● **Dataset entries**:
====

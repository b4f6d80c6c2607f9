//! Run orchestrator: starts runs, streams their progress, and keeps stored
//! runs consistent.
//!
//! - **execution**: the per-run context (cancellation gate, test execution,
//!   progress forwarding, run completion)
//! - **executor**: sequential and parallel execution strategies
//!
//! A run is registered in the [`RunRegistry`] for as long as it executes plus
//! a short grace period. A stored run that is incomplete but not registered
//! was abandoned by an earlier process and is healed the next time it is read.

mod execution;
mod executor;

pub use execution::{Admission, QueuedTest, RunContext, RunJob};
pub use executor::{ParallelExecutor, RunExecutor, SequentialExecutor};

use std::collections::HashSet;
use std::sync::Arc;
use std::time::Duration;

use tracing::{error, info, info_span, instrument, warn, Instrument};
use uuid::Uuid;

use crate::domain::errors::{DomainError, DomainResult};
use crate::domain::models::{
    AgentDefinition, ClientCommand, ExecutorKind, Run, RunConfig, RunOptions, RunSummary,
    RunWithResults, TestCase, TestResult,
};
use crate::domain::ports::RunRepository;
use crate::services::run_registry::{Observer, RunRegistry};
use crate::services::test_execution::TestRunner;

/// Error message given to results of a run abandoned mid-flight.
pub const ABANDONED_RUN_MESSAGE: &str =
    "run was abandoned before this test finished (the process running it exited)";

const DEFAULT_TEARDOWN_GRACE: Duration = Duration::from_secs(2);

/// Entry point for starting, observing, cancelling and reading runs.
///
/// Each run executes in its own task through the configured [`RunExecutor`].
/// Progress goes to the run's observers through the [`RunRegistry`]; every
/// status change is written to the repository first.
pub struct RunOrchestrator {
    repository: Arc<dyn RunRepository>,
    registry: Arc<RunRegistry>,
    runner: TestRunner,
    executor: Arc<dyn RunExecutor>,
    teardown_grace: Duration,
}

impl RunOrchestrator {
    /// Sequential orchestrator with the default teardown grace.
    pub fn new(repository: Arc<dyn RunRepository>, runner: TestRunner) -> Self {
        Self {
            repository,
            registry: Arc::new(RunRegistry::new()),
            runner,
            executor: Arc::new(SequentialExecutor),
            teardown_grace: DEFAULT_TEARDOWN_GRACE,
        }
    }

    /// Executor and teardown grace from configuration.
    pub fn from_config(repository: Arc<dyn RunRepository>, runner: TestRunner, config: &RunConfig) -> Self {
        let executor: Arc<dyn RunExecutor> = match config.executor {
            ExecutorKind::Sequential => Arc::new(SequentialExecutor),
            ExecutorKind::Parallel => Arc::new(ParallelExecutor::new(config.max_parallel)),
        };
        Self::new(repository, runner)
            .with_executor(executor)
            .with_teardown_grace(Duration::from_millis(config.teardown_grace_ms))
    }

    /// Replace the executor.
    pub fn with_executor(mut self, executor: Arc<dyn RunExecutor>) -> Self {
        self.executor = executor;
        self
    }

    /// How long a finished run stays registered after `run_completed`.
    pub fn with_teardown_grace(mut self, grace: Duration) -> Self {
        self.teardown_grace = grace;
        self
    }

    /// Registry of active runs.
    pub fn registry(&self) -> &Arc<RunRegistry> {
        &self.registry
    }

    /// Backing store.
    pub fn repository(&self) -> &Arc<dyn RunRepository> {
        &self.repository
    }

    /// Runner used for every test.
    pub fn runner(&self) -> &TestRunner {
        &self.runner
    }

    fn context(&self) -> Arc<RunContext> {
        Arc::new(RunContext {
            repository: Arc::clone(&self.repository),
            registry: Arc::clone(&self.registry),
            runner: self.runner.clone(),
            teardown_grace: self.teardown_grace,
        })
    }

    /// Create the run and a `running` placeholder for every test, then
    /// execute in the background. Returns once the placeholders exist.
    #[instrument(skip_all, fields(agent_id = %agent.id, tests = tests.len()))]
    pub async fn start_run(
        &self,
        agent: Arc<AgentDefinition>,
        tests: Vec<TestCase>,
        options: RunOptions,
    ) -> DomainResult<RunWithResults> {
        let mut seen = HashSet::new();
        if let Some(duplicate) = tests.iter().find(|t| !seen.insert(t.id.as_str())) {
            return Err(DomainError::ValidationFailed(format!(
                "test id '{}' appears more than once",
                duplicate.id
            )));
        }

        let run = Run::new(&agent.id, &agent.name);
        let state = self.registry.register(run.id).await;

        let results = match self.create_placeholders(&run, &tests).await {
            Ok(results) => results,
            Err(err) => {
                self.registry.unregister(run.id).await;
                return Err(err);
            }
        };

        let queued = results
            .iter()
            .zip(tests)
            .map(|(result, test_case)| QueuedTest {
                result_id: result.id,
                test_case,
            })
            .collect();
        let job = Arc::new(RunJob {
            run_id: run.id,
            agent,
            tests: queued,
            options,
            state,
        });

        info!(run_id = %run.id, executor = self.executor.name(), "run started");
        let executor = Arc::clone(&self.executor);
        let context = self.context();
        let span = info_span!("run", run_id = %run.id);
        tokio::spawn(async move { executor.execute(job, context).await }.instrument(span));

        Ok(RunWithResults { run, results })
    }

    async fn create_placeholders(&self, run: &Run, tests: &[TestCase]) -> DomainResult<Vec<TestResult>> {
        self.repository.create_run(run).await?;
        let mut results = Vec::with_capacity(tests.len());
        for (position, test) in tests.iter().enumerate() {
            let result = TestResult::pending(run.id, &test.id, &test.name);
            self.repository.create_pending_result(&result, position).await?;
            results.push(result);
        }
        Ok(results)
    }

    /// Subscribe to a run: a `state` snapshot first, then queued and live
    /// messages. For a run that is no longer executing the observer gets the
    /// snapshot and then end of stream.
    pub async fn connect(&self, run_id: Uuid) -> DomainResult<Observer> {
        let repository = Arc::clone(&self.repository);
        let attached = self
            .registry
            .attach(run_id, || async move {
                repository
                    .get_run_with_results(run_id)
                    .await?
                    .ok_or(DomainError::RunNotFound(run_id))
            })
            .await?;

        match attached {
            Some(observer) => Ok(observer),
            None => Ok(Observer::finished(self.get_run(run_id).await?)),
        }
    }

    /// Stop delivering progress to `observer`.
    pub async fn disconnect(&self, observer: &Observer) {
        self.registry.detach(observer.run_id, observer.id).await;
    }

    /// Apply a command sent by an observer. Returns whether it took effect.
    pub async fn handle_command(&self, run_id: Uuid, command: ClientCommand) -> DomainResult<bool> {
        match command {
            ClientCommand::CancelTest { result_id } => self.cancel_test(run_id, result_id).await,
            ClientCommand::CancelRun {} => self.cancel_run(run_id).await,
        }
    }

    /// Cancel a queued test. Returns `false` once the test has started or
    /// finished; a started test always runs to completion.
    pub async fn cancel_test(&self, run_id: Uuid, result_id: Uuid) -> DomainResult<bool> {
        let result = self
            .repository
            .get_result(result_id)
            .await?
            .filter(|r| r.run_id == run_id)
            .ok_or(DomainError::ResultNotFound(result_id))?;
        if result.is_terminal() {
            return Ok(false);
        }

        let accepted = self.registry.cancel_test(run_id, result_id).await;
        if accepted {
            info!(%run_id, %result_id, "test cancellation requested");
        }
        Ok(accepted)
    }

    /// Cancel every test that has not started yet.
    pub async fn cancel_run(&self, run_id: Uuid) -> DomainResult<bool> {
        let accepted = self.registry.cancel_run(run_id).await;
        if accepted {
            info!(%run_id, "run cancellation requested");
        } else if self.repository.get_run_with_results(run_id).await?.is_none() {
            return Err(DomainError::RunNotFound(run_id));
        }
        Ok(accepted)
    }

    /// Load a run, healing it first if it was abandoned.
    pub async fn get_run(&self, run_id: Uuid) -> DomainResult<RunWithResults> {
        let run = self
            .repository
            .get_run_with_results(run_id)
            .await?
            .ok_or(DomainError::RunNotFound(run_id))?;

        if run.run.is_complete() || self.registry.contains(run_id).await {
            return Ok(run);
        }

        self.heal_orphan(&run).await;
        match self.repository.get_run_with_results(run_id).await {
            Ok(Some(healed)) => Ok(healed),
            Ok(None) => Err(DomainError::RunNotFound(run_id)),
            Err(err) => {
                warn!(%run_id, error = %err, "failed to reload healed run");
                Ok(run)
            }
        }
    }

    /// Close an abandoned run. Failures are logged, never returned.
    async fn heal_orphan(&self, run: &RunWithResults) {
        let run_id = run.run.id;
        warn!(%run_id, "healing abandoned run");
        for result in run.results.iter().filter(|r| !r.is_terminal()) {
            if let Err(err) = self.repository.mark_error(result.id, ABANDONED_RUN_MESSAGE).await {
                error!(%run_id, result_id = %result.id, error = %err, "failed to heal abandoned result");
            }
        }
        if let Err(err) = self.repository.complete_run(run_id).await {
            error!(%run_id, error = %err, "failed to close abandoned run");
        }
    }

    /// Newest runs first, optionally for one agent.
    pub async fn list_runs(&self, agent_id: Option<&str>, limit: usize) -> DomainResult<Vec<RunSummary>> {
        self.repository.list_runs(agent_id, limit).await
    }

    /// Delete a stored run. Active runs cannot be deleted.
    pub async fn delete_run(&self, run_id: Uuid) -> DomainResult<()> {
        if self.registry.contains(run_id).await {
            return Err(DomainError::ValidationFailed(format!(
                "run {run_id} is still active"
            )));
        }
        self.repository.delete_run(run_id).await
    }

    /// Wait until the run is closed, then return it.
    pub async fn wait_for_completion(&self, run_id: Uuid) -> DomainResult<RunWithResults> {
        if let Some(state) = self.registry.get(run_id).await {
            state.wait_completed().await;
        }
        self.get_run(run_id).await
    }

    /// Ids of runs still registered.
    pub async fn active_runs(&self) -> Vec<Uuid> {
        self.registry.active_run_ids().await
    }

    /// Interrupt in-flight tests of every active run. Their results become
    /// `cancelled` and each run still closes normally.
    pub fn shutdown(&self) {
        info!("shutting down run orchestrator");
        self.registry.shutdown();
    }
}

====

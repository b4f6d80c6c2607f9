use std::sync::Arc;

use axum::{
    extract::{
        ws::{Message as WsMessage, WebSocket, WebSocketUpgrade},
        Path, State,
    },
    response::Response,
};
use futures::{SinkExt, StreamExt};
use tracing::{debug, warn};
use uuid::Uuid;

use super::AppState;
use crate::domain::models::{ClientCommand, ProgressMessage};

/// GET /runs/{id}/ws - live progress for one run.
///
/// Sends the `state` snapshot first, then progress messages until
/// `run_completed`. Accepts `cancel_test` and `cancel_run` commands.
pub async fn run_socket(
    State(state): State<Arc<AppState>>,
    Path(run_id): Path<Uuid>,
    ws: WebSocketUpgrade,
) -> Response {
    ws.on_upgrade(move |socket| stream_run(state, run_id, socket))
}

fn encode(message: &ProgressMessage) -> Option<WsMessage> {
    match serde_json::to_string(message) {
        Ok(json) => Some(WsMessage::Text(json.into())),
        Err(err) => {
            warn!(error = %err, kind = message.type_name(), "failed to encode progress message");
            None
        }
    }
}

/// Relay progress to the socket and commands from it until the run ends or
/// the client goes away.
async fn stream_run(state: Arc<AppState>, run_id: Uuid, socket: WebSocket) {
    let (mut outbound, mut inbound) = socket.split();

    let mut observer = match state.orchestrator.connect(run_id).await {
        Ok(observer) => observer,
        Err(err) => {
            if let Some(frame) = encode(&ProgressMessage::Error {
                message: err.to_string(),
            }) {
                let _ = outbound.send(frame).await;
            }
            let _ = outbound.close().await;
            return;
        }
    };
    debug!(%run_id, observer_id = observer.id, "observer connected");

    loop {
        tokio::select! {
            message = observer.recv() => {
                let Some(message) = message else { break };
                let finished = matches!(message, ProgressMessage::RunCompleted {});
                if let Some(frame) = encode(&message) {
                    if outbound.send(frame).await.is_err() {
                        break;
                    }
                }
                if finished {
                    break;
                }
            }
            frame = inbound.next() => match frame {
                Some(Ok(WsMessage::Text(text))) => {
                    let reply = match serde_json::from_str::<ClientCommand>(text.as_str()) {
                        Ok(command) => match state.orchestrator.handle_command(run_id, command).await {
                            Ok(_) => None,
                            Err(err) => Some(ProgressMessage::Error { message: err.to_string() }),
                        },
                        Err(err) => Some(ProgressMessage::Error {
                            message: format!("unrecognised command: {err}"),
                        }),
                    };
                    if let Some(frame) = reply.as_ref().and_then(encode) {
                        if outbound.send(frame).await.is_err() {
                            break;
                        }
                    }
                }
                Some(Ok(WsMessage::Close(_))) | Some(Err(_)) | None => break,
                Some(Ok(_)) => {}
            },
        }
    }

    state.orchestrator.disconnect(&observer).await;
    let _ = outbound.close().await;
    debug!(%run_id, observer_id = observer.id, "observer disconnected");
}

====

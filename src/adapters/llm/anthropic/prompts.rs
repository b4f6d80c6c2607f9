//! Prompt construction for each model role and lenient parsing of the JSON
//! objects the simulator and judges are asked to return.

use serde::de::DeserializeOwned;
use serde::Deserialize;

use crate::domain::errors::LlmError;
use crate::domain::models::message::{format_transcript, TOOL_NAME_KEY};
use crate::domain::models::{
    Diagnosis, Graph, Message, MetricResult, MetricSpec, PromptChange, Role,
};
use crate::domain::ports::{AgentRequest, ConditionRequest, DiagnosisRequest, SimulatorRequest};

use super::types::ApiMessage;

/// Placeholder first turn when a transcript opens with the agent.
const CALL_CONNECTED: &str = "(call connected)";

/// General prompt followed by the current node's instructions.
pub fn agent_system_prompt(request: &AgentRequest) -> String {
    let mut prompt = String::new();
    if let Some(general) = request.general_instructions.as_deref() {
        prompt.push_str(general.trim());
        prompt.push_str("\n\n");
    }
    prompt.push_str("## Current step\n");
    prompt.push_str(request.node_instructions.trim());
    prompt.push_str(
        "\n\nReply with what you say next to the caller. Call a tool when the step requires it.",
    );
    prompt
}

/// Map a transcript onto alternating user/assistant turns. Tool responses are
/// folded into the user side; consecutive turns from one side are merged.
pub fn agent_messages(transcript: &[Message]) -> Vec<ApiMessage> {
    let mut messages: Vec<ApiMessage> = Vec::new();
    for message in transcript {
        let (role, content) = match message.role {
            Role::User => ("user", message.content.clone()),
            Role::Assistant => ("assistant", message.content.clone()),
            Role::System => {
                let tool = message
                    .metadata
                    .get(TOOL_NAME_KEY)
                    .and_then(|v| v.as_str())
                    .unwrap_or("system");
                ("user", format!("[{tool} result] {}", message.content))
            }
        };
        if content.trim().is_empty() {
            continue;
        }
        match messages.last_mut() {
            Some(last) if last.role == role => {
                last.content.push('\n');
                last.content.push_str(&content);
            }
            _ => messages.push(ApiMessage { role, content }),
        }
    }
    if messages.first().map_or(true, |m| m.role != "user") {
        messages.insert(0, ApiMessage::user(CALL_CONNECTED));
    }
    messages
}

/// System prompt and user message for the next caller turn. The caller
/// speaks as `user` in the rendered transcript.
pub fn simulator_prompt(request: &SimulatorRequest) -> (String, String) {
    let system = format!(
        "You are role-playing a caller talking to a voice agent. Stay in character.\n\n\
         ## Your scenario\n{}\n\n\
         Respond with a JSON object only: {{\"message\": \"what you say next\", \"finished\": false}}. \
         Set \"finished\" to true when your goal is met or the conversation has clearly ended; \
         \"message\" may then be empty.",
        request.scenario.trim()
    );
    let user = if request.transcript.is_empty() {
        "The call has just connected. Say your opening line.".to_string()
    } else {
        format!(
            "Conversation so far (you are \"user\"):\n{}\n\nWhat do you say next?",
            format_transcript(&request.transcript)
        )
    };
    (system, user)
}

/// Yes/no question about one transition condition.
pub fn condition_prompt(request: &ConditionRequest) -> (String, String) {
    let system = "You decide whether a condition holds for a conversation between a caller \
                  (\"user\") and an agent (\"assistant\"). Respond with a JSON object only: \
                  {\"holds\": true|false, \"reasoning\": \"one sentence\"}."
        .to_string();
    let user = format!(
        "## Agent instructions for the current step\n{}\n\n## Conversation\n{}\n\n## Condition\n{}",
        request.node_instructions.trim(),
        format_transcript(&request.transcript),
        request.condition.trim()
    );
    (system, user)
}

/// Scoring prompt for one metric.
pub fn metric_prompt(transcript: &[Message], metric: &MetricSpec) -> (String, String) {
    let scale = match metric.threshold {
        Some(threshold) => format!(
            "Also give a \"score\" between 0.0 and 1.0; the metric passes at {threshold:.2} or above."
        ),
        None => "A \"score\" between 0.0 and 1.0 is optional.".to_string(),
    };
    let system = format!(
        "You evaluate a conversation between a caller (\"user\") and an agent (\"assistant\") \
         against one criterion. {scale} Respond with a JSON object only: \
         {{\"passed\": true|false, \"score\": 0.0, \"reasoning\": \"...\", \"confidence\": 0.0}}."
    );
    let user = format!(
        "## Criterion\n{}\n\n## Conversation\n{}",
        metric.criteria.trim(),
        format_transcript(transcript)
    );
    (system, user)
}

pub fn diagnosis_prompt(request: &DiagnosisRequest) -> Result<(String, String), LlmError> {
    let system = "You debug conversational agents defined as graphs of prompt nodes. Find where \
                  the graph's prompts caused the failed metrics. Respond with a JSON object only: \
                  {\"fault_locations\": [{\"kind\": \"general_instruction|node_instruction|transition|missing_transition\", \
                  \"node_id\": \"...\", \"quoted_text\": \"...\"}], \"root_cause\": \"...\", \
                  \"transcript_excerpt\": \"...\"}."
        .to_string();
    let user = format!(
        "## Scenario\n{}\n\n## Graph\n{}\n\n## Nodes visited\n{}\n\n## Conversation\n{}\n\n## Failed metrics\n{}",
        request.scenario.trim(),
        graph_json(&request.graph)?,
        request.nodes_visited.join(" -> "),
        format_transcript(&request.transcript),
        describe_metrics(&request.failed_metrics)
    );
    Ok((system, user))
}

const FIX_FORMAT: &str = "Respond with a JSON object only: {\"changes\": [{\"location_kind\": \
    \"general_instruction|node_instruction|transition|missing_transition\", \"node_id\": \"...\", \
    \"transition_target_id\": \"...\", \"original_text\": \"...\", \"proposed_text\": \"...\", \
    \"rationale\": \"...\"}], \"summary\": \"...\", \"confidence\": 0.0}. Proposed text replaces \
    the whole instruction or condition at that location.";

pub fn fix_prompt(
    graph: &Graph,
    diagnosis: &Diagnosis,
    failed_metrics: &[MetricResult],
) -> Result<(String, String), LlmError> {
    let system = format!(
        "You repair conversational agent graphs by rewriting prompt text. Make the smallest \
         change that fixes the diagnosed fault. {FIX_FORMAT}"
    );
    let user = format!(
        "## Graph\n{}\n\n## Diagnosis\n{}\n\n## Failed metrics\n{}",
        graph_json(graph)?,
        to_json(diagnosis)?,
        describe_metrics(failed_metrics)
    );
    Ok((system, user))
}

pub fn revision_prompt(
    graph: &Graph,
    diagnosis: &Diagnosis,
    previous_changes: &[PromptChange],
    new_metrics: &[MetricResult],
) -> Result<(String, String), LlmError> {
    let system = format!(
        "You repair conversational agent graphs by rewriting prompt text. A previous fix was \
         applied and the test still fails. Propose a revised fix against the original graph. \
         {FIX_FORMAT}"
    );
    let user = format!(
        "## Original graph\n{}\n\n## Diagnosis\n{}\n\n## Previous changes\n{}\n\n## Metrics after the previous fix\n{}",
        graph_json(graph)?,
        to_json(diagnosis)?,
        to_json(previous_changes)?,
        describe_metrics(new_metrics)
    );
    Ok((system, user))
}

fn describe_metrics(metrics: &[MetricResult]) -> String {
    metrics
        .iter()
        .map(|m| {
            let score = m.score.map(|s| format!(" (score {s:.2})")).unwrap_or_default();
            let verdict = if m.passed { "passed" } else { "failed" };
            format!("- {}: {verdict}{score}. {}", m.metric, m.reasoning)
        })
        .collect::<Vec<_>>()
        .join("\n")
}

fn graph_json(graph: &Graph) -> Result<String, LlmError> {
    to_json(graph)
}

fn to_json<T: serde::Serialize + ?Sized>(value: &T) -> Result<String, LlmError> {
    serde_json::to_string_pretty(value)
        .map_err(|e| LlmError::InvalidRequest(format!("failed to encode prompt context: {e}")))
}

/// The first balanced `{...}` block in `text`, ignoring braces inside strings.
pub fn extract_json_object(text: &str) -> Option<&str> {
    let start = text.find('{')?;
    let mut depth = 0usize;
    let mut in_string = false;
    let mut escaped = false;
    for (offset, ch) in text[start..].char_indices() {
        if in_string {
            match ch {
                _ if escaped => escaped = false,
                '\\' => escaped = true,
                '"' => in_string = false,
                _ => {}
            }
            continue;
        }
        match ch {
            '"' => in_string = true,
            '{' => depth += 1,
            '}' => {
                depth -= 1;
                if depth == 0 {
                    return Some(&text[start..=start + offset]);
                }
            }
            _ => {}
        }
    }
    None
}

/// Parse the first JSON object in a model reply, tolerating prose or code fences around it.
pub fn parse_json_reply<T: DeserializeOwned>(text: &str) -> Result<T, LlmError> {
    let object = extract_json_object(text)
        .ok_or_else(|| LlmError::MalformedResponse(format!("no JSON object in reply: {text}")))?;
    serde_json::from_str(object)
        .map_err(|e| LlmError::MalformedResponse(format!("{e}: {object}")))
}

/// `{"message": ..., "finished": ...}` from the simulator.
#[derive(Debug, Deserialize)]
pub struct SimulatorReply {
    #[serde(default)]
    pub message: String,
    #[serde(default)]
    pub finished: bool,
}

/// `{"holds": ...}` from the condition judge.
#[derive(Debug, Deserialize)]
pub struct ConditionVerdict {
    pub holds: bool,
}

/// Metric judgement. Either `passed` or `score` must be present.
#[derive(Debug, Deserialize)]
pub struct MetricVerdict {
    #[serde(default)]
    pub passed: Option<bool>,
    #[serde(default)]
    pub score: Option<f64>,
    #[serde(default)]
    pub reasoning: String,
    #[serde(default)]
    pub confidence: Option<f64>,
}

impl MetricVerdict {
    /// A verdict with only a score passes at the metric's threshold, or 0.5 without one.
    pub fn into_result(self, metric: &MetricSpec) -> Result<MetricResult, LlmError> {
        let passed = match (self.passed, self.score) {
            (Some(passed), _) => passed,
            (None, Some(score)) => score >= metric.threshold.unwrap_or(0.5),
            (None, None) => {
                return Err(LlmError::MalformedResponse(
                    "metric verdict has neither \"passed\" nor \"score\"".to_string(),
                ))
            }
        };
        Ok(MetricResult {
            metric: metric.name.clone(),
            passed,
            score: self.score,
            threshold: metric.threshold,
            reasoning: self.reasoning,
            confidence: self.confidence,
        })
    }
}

====

● **What the exercise asks**:
Check every line above for the word "step" and copy those that have it.

● **Written response**:
    prompt.push_str("## Current step\n");
        "\n\nReply with what you say next to the caller. Call a tool when the step requires it.",
        "## Agent instructions for the current step\n{}\n\n## Conversation\n{}\n\n## Condition\n{}",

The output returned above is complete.